Sunday, December 22, 2013

Three

Here we are, it's 3 days away from Christmas.  I'm amazed at what the last 3 weeks has brought upon us and yet how we've been cared for and God's provision has been evident throughout the rocky road.

Pregnancy.

Typical background with the 3 kiddos


Hudson visiting mommy at hospital
I am 33 weeks pregnant today!  Hudson was born at 33 weeks exactly so this is kind of a special day for me.  As far as we know, I am 3 cm dilated.  (There is a lot of three's in the post....hmmmm...I hadn't thought of a title for the post but I know what it will be now!)  At 30 weeks and 5 days I had a doc appointment where I shared that I felt like things were different and had a few concerns that things were changing (ie...baby was starting to come).  The doc checked me, found I was 3 cm dilated.  Then the contractions came - every 2-4 min.  Long story short I enjoyed an all included weekend stay at the Nebraska Medical Center.  With Magnesium and everything!  For those who don't know - Magnesium makes you feel like you have the flu but it can help stop labor for some people.  I got to go home after 3 nights stay, so 10 pounds later (and much swelling) I was on my way home with bedrest/no work orders.  Not a strict bedrest mind you - basically no work and try to not do anything around the house or pick up my 25 pound 15 month old.  Fast forward to now, baby is still in, I've lost 15 pounds of fluid weight, and we've seen God provide in crazy ways!



Family and Friends
To those who have helped us during this turbulent time - THANK YOU!  I don't know how we would have done it.  Since I've come home, we've had many family and friends come and take a shift at the Reynolds house with Hudson.  Sometimes its a morning or afternoon, sometimes it's all day.  We've been so grateful to have help.  Yet it's much harder letting people actually in your life at such a vulnerable time I've found.  Especially when you have control freak tendencies like me.  :)
This kid can always make me smile.

It's been so humbling.  Even to just say "do you mind carrying Hudson up to his bedroom?" or "can you put him in the booster seat?"  I know it may not seem like a big deal, but when you are in that situation, it is.  I may or may not have started to go a little stir crazy as I sat around and watch people do things for me and Hudson.  And I may not have always done the best job of sitting around but I am doing SO much less than I was.  So far it seems to be working.  But we really don't know, I haven't let them check me as it stirs up contractions.  But on the other hand I haven't had nearly as many contractions.
Waiting for swallow study

Learning
Whelp, there is always learning in times like these.  The last 3 weeks alone we've had to deal with preterm labor, an aunt so sick she almost didn't make it, a swallow study at Children's for Hudson, flooding in our basement after we just laid new carpet (the day I came home on "bedrest" - what a welcome!), a dog that somehow punctured/impaled himself on something to where you could see muscle in his chest and a hole the size of a dime that went at least 1.5-2 inches deep.  Not to mention your usual holiday stress.  But, here is what God has shown me:

1) He is bigger than any problem I'm facing
    - Hudson's swallow study was fine.  So hoping he will outgrow the reflux soon!
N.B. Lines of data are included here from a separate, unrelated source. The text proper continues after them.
use std::fmt;
use std::sync::Arc;
use std::sync::atomic::{AtomicU8, Ordering};

/// What the renderer draws each frame.
#[derive(Debug, Copy, Clone, Default, Eq, PartialEq, Hash)]
#[repr(u8)]
pub enum RenderMode {
    /// Rotating textured mesh; the animation clock advances.
    #[default]
    Animated3D = 0,
    /// Single flat triangle; the animation clock is frozen.
    Static2D = 1,
}

impl RenderMode {
    #[inline]
    pub const fn toggled(self) -> Self {
        match self {
            RenderMode::Animated3D => RenderMode::Static2D,
            RenderMode::Static2D => RenderMode::Animated3D,
        }
    }

    #[inline]
    pub const fn is_animated(self) -> bool {
        matches!(self, RenderMode::Animated3D)
    }

    #[inline]
    const fn from_bits(bits: u8) -> Self {
        if bits & 1 == 0 {
            RenderMode::Animated3D
        } else {
            RenderMode::Static2D
        }
    }
}

impl fmt::Display for RenderMode {
    fn fmt(&self, f: &mut fmt::Formatter<'_>) -> fmt::Result {
        f.write_str(match self {
            RenderMode::Animated3D => "3D",
            RenderMode::Static2D => "2D",
        })
    }
}

/// Shared handle to the current render mode.
///
/// Clones observe the same value. Writes are single atomic stores, so a toggle
/// issued from a UI thread is never partially visible to the render thread. The
/// renderer samples the mode once at the start of each tick; a change takes effect
/// on the next tick, never mid-frame.
#[derive(Debug, Clone)]
pub struct ModeController {
    mode: Arc<AtomicU8>,
}

impl ModeController {
    pub fn new(initial: RenderMode) -> Self {
        Self {
            mode: Arc::new(AtomicU8::new(initial as u8)),
        }
    }

    /// Returns the mode the next tick will render with.
    #[inline]
    pub fn current(&self) -> RenderMode {
        RenderMode::from_bits(self.mode.load(Ordering::Acquire))
    }

    /// Requests `mode`. Setting the current mode again is a no-op.
    #[inline]
    pub fn set_mode(&self, mode: RenderMode) {
        self.mode.store(mode as u8, Ordering::Release);
    }

    /// Flips the mode and returns the new value.
    pub fn toggle(&self) -> RenderMode {
        let prev = self.mode.fetch_xor(1, Ordering::AcqRel);
        RenderMode::from_bits(prev).toggled()
    }
}

impl Default for ModeController {
    fn default() -> Self {
        Self::new(RenderMode::default())
    }
}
2) I don't need to live in fear but instead have hope and joy
    - great example of Mary during this sermon http://citylightomaha.org/downloads/sermons/Joy.%2012.15.13.mp3
3) He will provide
     - We've been SO blessed by many dropping by meals and helping with Hudson.  It's so nice not to worry about making a meal.
    -The Chamber and people there have blessed us with letting Dusty be flexible with his schedule, working different hours or working from home at times as well as taking care of our meals for a whole week!

4) I'm not the only one who is experiencing or has experienced hard times
  - Just reminded that there are many trials I could be experiencing that are more difficult than ours

5) We all need grace
Anxious to open presents!
   -Extra grace seems to be needed for everyone during this time of year.  I need to extend grace and hopefully receive grace as sometimes my hormones/stircraziness can make me a little...irritable.  :)

Excited and nervous to see what the future brings.  I'm more nervous about this labor than I was with Hudson...I think that's normal for the second time around as the ignorance is gone.  Excited to spend time with family (hopefully) and enjoy celebrating our Saviors birth!   Hope you all have a Merry Christmas!